**AIM OF THE TASK**
Go through the following data and transcribe exactly the stretch of lines from the one holding "packet.extend_from_slice(&[0xaa, 0xbb, 0xcc, 0xdd, 0xee, 0xff]);" to the one holding "packet.extend_from_slice(&[0x00, 0x10, 0x00, 0x05]);", both included.

**SUPPLIED DATA**
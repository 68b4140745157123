use std::net::{Ipv4Addr, Ipv6Addr};
use crate::codec::mac::MacAddress;
use crate::codec::tlv::{decode_field, Field, Uptime};
use crate::protocol::{FIELD_HEADER_LEN, PACKET_HEADER_LEN};

/// Iterator over the raw `(type, value)` pairs of a packet body.
///
/// Stops at the first field whose header or declared value would run past
/// the end of the buffer. Whatever was yielded before that point stands.
pub struct RawFields<'a> {
    buf: &'a [u8],
    offset: usize,
}

impl<'a> RawFields<'a> {
    pub fn new(packet: &'a [u8]) -> Self {
        Self { buf: packet, offset: PACKET_HEADER_LEN }
    }
}

impl<'a> Iterator for RawFields<'a> {
    type Item = (u8, &'a [u8]);

    fn next(&mut self) -> Option<Self::Item> {
        let header_end = self.offset.checked_add(FIELD_HEADER_LEN)?;
        if header_end > self.buf.len() {
            return None;
        }

        // byte 0 of the type slot is reserved
        let tag = self.buf[self.offset + 1];
        let len = u16::from_be_bytes([self.buf[self.offset + 2], self.buf[self.offset + 3]]) as usize;

        let value_end = header_end + len;
        if value_end > self.buf.len() {
            self.offset = self.buf.len();
            return None;
        }

        let value = &self.buf[header_end..value_end];
        self.offset = value_end;
        Some((tag, value))
    }
}

/// Everything recognised in one announcement.
///
/// A missing `mac_address` means the packet cannot be attributed to a device.
#[derive(Debug, Clone, Default, PartialEq, Eq)]
pub struct DecodedPacket {
    pub sequence: Option<u16>,
    pub mac_address: Option<MacAddress>,
    pub identity: Option<String>,
    pub version: Option<String>,
    pub platform: Option<String>,
    pub uptime: Option<Uptime>,
    pub software_id: Option<String>,
    pub board: Option<String>,
    pub unpack: Option<Vec<u8>>,
    pub ipv6_address: Option<Ipv6Addr>,
    pub interface_name: Option<String>,
    pub ipv4_addresses: Option<Vec<Ipv4Addr>>,
}

impl DecodedPacket {
    /// Store a field, replacing any earlier field of the same type.
    pub fn apply(&mut self, field: Field) {
        match field {
            Field::MacAddress(mac) => self.mac_address = Some(mac),
            Field::Identity(text) => self.identity = Some(text),
            Field::Version(text) => self.version = Some(text),
            Field::Platform(text) => self.platform = Some(text),
            Field::Uptime(uptime) => self.uptime = Some(uptime),
            Field::SoftwareId(text) => self.software_id = Some(text),
            Field::Board(text) => self.board = Some(text),
            Field::Unpack(bytes) => self.unpack = Some(bytes),
            Field::Ipv6Address(addr) => self.ipv6_address = Some(addr),
            Field::InterfaceName(text) => self.interface_name = Some(text),
            Field::Ipv4Address(addrs) => self.ipv4_addresses = Some(addrs),
        }
    }
}

/// Decode an inbound datagram. Never fails; truncated or malformed input
/// just yields fewer fields.
pub fn decode_packet(packet: &[u8]) -> DecodedPacket {
    let mut decoded = DecodedPacket {
        sequence: packet
            .get(2..PACKET_HEADER_LEN)
            .map(|seq| u16::from_be_bytes([seq[0], seq[1]])),
        ..Default::default()
    };

    for field in RawFields::new(packet).filter_map(|(tag, value)| decode_field(tag, value)) {
        decoded.apply(field);
    }

    decoded
}

#[cfg(test)]
mod tests {
    use super::*;
    use std::time::Duration;
    use crate::codec::encoder::{HostFacts, PacketEncoder};

    fn sample_packet() -> Vec<u8> {
        let facts = HostFacts {
            mac_address: "b8:27:eb:e0:dc:e8".parse().unwrap(),
            identity: "node1".to_string(),
            version: "0.0.2".to_string(),
            platform: "MikroTik".to_string(),
            uptime: Duration::from_secs(5),
            software_id: "SHT1-SHT2".to_string(),
            board: "RPI-3".to_string(),
            ipv4_addresses: vec![Ipv4Addr::new(192, 168, 1, 10)],
        };
        PacketEncoder::new().encode(&facts).unwrap()
    }

    #[test]
    fn test_decode_own_announcement() {
        let decoded = decode_packet(&sample_packet());

        assert_eq!(decoded.sequence, Some(0));
        assert_eq!(decoded.identity.as_deref(), Some("node1"));
        assert_eq!(
            decoded.mac_address.map(|mac| mac.to_string()).as_deref(),
            Some("B8:27:EB:E0:DC:E8")
        );
        assert_eq!(
            decoded.uptime.map(|uptime| uptime.to_string()).as_deref(),
            Some("0 days, 00:00:05")
        );
        assert_eq!(decoded.version.as_deref(), Some("0.0.2"));
        assert_eq!(decoded.platform.as_deref(), Some("MikroTik"));
        assert_eq!(decoded.software_id.as_deref(), Some("SHT1-SHT2"));
        assert_eq!(decoded.board.as_deref(), Some("RPI-3"));
        assert_eq!(decoded.unpack.as_deref(), Some(&b"0"[..]));
        assert_eq!(decoded.ipv4_addresses, Some(vec![Ipv4Addr::new(192, 168, 1, 10)]));
        assert!(decoded.ipv6_address.is_none());
        assert!(decoded.interface_name.is_none());
    }

    #[test]
    fn test_truncation_at_every_offset() {
        let packet = sample_packet();
        let full = decode_packet(&packet);

        let mut previous = 0;
        for cut in 0..=packet.len() {
            let raw_count = RawFields::new(&packet[..cut]).count();
            assert!(raw_count >= previous, "field count went backwards at {cut}");
            previous = raw_count;

            // no partial field may ever decode to a wrong value
            let partial = decode_packet(&packet[..cut]);
            if let Some(identity) = &partial.identity {
                assert_eq!(Some(identity), full.identity.as_ref());
            }
            if let Some(mac) = &partial.mac_address {
                assert_eq!(Some(mac), full.mac_address.as_ref());
            }
        }
        assert_eq!(previous, 9);
    }

    #[test]
    fn test_short_buffers() {
        assert_eq!(decode_packet(&[]), DecodedPacket::default());
        assert_eq!(decode_packet(&[0x00, 0x00, 0x00]).sequence, None);

        let header_only = decode_packet(&[0x00, 0x00, 0x12, 0x34]);
        assert_eq!(header_only.sequence, Some(0x1234));
        assert!(header_only.mac_address.is_none());
    }

    #[test]
    fn test_declared_length_past_end_stops() {
        let mut packet = vec![0x00, 0x00, 0x00, 0x07];
        packet.extend_from_slice(&[0x00, 0x05, 0x00, 0x04]);
        packet.extend_from_slice(b"abcd");
        packet.extend_from_slice(&[0x00, 0x01, 0x00, 0x40]);
        packet.extend_from_slice(&[0xaa, 0xbb, 0xcc, 0xdd, 0xee, 0xff]);

        let decoded = decode_packet(&packet);
        assert_eq!(decoded.identity.as_deref(), Some("abcd"));
        assert!(decoded.mac_address.is_none());
    }

    #[test]
    fn test_unknown_fields_are_skipped() {
        let mut packet = vec![0x00, 0x00, 0x00, 0x00];
        packet.extend_from_slice(&[0x00, 0x63, 0x00, 0x03, 1, 2, 3]);
        packet.extend_from_slice(&[0x00, 0x10, 0x00, 0x05]);
        packet.extend_from_slice(b"ether");

        let decoded = decode_packet(&packet);
        assert_eq!(decoded.interface_name.as_deref(), Some("ether"));
    }

    #[test]
    fn test_later_duplicate_wins() {
        let mut packet = vec![0x00, 0x00, 0x00, 0x00];
        packet.extend_from_slice(&[0x00, 0x05, 0x00, 0x03]);
        packet.extend_from_slice(b"old");
        packet.extend_from_slice(&[0x00, 0x05, 0x00, 0x03]);
        packet.extend_from_slice(b"new");

        assert_eq!(decode_packet(&packet).identity.as_deref(), Some("new"));
    }

    #[test]
    fn test_zero_length_field() {
        let mut packet = vec![0x00, 0x00, 0x00, 0x00];
        packet.extend_from_slice(&[0x00, 0x0c, 0x00, 0x00]);
        packet.extend_from_slice(&[0x00, 0x08, 0x00, 0x02]);
        packet.extend_from_slice(b"RB");

        let decoded = decode_packet(&packet);
        assert_eq!(decoded.board.as_deref(), Some(""));
        assert_eq!(decoded.platform.as_deref(), Some("RB"));
    }

    #[test]
    fn test_malformed_mac_is_dropped() {
        let mut packet = vec![0x00, 0x00, 0x00, 0x00];
        packet.extend_from_slice(&[0x00, 0x01, 0x00, 0x04, 0xaa, 0xbb, 0xcc, 0xdd]);

        assert!(decode_packet(&packet).mac_address.is_none());
    }
}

**RESPONSE**
        packet.extend_from_slice(&[0xaa, 0xbb, 0xcc, 0xdd, 0xee, 0xff]);

        let decoded = decode_packet(&packet);
        assert_eq!(decoded.identity.as_deref(), Some("abcd"));
        assert!(decoded.mac_address.is_none());
    }

    #[test]
    fn test_unknown_fields_are_skipped() {
        let mut packet = vec![0x00, 0x00, 0x00, 0x00];
        packet.extend_from_slice(&[0x00, 0x63, 0x00, 0x03, 1, 2, 3]);
        packet.extend_from_slice(&[0x00, 0x10, 0x00, 0x05]);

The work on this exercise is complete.